═════ Task input

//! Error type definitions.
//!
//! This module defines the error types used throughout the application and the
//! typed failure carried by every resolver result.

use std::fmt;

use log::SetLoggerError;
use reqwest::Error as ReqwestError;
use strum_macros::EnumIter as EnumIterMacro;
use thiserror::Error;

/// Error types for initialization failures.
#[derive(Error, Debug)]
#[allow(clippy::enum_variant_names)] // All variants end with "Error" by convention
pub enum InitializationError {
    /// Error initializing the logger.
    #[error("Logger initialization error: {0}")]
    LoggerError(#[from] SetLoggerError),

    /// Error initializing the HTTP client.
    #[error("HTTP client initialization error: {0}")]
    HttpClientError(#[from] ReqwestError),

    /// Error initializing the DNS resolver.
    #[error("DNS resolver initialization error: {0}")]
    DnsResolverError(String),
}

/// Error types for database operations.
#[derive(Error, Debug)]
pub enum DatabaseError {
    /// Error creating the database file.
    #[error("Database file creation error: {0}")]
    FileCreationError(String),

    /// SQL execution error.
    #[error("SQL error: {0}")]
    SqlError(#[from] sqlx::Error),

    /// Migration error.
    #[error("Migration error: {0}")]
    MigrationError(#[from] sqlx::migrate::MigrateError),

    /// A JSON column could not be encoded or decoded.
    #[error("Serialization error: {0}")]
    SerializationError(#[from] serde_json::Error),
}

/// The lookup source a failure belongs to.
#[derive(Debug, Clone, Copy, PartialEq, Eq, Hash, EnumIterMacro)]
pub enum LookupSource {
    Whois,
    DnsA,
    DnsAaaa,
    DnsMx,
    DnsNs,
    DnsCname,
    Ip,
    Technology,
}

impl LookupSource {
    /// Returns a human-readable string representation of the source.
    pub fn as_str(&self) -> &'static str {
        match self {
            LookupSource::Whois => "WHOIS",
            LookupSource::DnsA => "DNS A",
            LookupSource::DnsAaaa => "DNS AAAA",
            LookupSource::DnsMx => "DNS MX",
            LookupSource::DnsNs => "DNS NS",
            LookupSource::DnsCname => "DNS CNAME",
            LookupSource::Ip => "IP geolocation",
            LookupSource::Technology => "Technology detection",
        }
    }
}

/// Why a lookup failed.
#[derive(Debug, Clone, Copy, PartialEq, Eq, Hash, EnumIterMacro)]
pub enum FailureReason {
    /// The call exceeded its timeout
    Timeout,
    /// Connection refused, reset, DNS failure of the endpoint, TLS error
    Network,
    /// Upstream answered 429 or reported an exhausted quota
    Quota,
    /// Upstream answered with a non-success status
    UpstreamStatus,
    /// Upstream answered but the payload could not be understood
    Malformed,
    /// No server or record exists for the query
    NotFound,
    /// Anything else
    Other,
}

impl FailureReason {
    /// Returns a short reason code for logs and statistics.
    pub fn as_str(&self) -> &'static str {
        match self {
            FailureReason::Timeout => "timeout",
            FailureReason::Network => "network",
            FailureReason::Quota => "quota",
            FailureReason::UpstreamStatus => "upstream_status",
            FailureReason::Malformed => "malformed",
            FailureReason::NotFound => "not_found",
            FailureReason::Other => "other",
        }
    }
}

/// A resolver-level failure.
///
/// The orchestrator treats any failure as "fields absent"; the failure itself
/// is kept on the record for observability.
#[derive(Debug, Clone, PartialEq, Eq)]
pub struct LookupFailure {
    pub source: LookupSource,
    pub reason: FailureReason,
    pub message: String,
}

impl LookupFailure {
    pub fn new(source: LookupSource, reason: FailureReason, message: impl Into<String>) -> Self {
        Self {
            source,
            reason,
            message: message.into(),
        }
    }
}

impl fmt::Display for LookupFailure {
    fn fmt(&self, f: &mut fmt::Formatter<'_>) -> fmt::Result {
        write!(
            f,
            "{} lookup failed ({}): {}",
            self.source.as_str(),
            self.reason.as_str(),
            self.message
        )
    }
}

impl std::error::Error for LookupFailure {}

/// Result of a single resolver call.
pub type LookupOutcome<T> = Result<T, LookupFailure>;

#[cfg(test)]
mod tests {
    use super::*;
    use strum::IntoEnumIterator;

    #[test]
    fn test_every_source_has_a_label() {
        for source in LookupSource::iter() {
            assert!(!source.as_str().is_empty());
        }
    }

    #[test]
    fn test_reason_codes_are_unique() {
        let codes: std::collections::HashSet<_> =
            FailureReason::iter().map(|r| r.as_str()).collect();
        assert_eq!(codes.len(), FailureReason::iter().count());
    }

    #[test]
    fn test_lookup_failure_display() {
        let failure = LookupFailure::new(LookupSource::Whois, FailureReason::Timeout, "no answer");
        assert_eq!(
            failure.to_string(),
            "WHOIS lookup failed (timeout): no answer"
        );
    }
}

══════════

[Task instructions]
Show every line above in which the word "UpstreamStatus" appears.

[Problem solution]
    UpstreamStatus,
            FailureReason::UpstreamStatus => "upstream_status",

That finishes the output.